**What the exercise asks:**
Could you print each line of the material below exactly?

**Records:**
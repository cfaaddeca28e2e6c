use anyhow::Result;
use chrono::{Local, NaiveDate};
use reqwest::Method;
use serde::Deserialize;
use tracing::{debug, warn};
use uuid::Uuid;

use shared_config::AppConfig;
use shared_database::supabase::SupabaseClient;

use crate::models::{
    AvailableDatesResponse, AvailableSlotsResponse, BookedSlot, Doctor, DoctorError,
};
use crate::services::doctor::DoctorService;
use crate::services::schedule::{resolve_bookable_slots, upcoming_dates, SlotTime};

/// Longest look-ahead a caller may ask for.
pub const MAX_WINDOW_DAYS: u32 = 366;

#[derive(Debug, Deserialize)]
struct BookedAppointmentRow {
    id: Uuid,
    appointment_time: String,
}

/// Joins a doctor's declared schedule with the appointments already taken.
pub struct AvailabilityService {
    supabase: SupabaseClient,
    doctors: DoctorService,
    date_count: usize,
    window_days: u32,
}

impl AvailabilityService {
    pub fn new(config: &AppConfig) -> Self {
        Self {
            supabase: SupabaseClient::new(config),
            doctors: DoctorService::new(config),
            date_count: config.booking_date_count,
            window_days: config.booking_window_days,
        }
    }

    pub async fn available_dates(
        &self,
        doctor_id: Uuid,
        count: Option<usize>,
        window_days: Option<u32>,
        auth_token: Option<&str>,
    ) -> Result<AvailableDatesResponse> {
        let doctor = self.doctors.get_doctor(doctor_id, auth_token).await?;
        let window_days = window_days.unwrap_or(self.window_days).min(MAX_WINDOW_DAYS);
        let count = count.unwrap_or(self.date_count).min(window_days as usize);

        let dates = upcoming_dates(&doctor.availability().days, count, window_days);
        debug!("Doctor {} has {} upcoming dates", doctor_id, dates.len());

        Ok(AvailableDatesResponse { doctor_id, dates })
    }

    pub async fn available_slots(
        &self,
        doctor_id: Uuid,
        date: NaiveDate,
        exclude_appointment: Option<Uuid>,
        auth_token: Option<&str>,
    ) -> Result<AvailableSlotsResponse> {
        let doctor = self.doctors.get_doctor(doctor_id, auth_token).await?;
        let slots = self
            .bookable_slots(&doctor, date, exclude_appointment, auth_token)
            .await?;

        Ok(AvailableSlotsResponse { doctor_id, date, slots })
    }

    /// Declared start times on `date` that nobody holds yet.
    pub async fn bookable_slots(
        &self,
        doctor: &Doctor,
        date: NaiveDate,
        exclude_appointment: Option<Uuid>,
        auth_token: Option<&str>,
    ) -> Result<Vec<SlotTime>> {
        let availability = doctor.availability();

        if date < today() || !availability.offers(date) {
            debug!("Doctor {} offers no slots on {}", doctor.id, date);
            return Ok(Vec::new());
        }

        let booked: Vec<SlotTime> = self
            .booked_slots(doctor.id, date, exclude_appointment, auth_token)
            .await?
            .into_iter()
            .map(|slot| slot.time)
            .collect();

        Ok(resolve_bookable_slots(&availability.slots, &booked))
    }

    /// Non-cancelled appointments for the doctor on `date`.
    pub async fn booked_slots(
        &self,
        doctor_id: Uuid,
        date: NaiveDate,
        exclude_appointment: Option<Uuid>,
        auth_token: Option<&str>,
    ) -> Result<Vec<BookedSlot>> {
        let path = format!(
            "/rest/v1/appointments?doctor_id=eq.{}&appointment_date=eq.{}&status=neq.cancelled&select=id,appointment_time",
            doctor_id, date
        );

        let rows: Vec<BookedAppointmentRow> =
            self.supabase.request(Method::GET, &path, auth_token, None).await?;

        let slots = rows
            .into_iter()
            .filter(|row| Some(row.id) != exclude_appointment)
            .filter_map(|row| match row.appointment_time.parse::<SlotTime>() {
                Ok(time) => Some(BookedSlot {
                    appointment_id: row.id,
                    date,
                    time,
                }),
                Err(e) => {
                    warn!("Skipping appointment {} with unreadable time: {}", row.id, e);
                    None
                }
            })
            .collect();

        Ok(slots)
    }

    /// Authoritative check used before an appointment is written.
    pub async fn ensure_bookable(
        &self,
        doctor: &Doctor,
        date: NaiveDate,
        time: SlotTime,
        exclude_appointment: Option<Uuid>,
        auth_token: Option<&str>,
    ) -> Result<()> {
        if date < today() {
            return Err(DoctorError::PastDate.into());
        }

        let availability = doctor.availability();
        if !availability.offers(date) {
            return Err(DoctorError::DateNotOffered(date).into());
        }
        if !availability.slots.iter().any(|range| range.start == time) {
            return Err(DoctorError::SlotNotOffered(time).into());
        }

        let taken = self
            .booked_slots(doctor.id, date, exclude_appointment, auth_token)
            .await?
            .iter()
            .any(|slot| slot.time == time);
        if taken {
            warn!("Slot {} on {} for doctor {} is already booked", time, date, doctor.id);
            return Err(DoctorError::SlotTaken(time, date).into());
        }

        Ok(())
    }
}

fn today() -> NaiveDate {
    Local::now().date_naive()
}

**Output of the task:**
repository cfaaddeca28e2e6c
use anyhow::Result;
use chrono::{Local, NaiveDate};
use reqwest::Method;
use serde::Deserialize;
use tracing::{debug, warn};
use uuid::Uuid;

use shared_config::AppConfig;
use shared_database::supabase::SupabaseClient;

use crate::models::{
    AvailableDatesResponse, AvailableSlotsResponse, BookedSlot, Doctor, DoctorError,
};
use crate::services::doctor::DoctorService;
use crate::services::schedule::{resolve_bookable_slots, upcoming_dates, SlotTime};

/// Longest look-ahead a caller may ask for.
pub const MAX_WINDOW_DAYS: u32 = 366;

#[derive(Debug, Deserialize)]
struct BookedAppointmentRow {
    id: Uuid,
    appointment_time: String,
}

/// Joins a doctor's declared schedule with the appointments already taken.
pub struct AvailabilityService {
    supabase: SupabaseClient,
    doctors: DoctorService,
    date_count: usize,
    window_days: u32,
}

impl AvailabilityService {
    pub fn new(config: &AppConfig) -> Self {
        Self {
            supabase: SupabaseClient::new(config),
            doctors: DoctorService::new(config),
            date_count: config.booking_date_count,
            window_days: config.booking_window_days,
        }
    }

    pub async fn available_dates(
        &self,
        doctor_id: Uuid,
        count: Option<usize>,
        window_days: Option<u32>,
        auth_token: Option<&str>,
    ) -> Result<AvailableDatesResponse> {
        let doctor = self.doctors.get_doctor(doctor_id, auth_token).await?;
        let window_days = window_days.unwrap_or(self.window_days).min(MAX_WINDOW_DAYS);
        let count = count.unwrap_or(self.date_count).min(window_days as usize);

        let dates = upcoming_dates(&doctor.availability().days, count, window_days);
        debug!("Doctor {} has {} upcoming dates", doctor_id, dates.len());

        Ok(AvailableDatesResponse { doctor_id, dates })
    }

    pub async fn available_slots(
        &self,
        doctor_id: Uuid,
        date: NaiveDate,
        exclude_appointment: Option<Uuid>,
        auth_token: Option<&str>,
    ) -> Result<AvailableSlotsResponse> {
        let doctor = self.doctors.get_doctor(doctor_id, auth_token).await?;
        let slots = self
            .bookable_slots(&doctor, date, exclude_appointment, auth_token)
            .await?;

        Ok(AvailableSlotsResponse { doctor_id, date, slots })
    }

    /// Declared start times on `date` that nobody holds yet.
    pub async fn bookable_slots(
        &self,
        doctor: &Doctor,
        date: NaiveDate,
        exclude_appointment: Option<Uuid>,
        auth_token: Option<&str>,
    ) -> Result<Vec<SlotTime>> {
        let availability = doctor.availability();

        if date < today() || !availability.offers(date) {
            debug!("Doctor {} offers no slots on {}", doctor.id, date);
            return Ok(Vec::new());
        }

        let booked: Vec<SlotTime> = self
            .booked_slots(doctor.id, date, exclude_appointment, auth_token)
            .await?
            .into_iter()
            .map(|slot| slot.time)
            .collect();

        Ok(resolve_bookable_slots(&availability.slots, &booked))
    }

    /// Non-cancelled appointments for the doctor on `date`.
    pub async fn booked_slots(
        &self,
        doctor_id: Uuid,
        date: NaiveDate,
        exclude_appointment: Option<Uuid>,
        auth_token: Option<&str>,
    ) -> Result<Vec<BookedSlot>> {
        let path = format!(
            "/rest/v1/appointments?doctor_id=eq.{}&appointment_date=eq.{}&status=neq.cancelled&select=id,appointment_time",
            doctor_id, date
        );

        let rows: Vec<BookedAppointmentRow> =
            self.supabase.request(Method::GET, &path, auth_token, None).await?;

        let slots = rows
            .into_iter()
            .filter(|row| Some(row.id) != exclude_appointment)
            .filter_map(|row| match row.appointment_time.parse::<SlotTime>() {
                Ok(time) => Some(BookedSlot {
                    appointment_id: row.id,
                    date,
                    time,
                }),
                Err(e) => {
                    warn!("Skipping appointment {} with unreadable time: {}", row.id, e);
                    None
                }
            })
            .collect();

        Ok(slots)
    }

    /// Authoritative check used before an appointment is written.
    pub async fn ensure_bookable(
        &self,
        doctor: &Doctor,
        date: NaiveDate,
        time: SlotTime,
        exclude_appointment: Option<Uuid>,
        auth_token: Option<&str>,
    ) -> Result<()> {
        if date < today() {
            return Err(DoctorError::PastDate.into());
        }

        let availability = doctor.availability();
        if !availability.offers(date) {
            return Err(DoctorError::DateNotOffered(date).into());
        }
        if !availability.slots.iter().any(|range| range.start == time) {
            return Err(DoctorError::SlotNotOffered(time).into());
        }

        let taken = self
            .booked_slots(doctor.id, date, exclude_appointment, auth_token)
            .await?
            .iter()
            .any(|slot| slot.time == time);
        if taken {
            warn!("Slot {} on {} for doctor {} is already booked", time, date, doctor.id);
            return Err(DoctorError::SlotTaken(time, date).into());
        }

        Ok(())
    }
}

fn today() -> NaiveDate {
    Local::now().date_naive()
}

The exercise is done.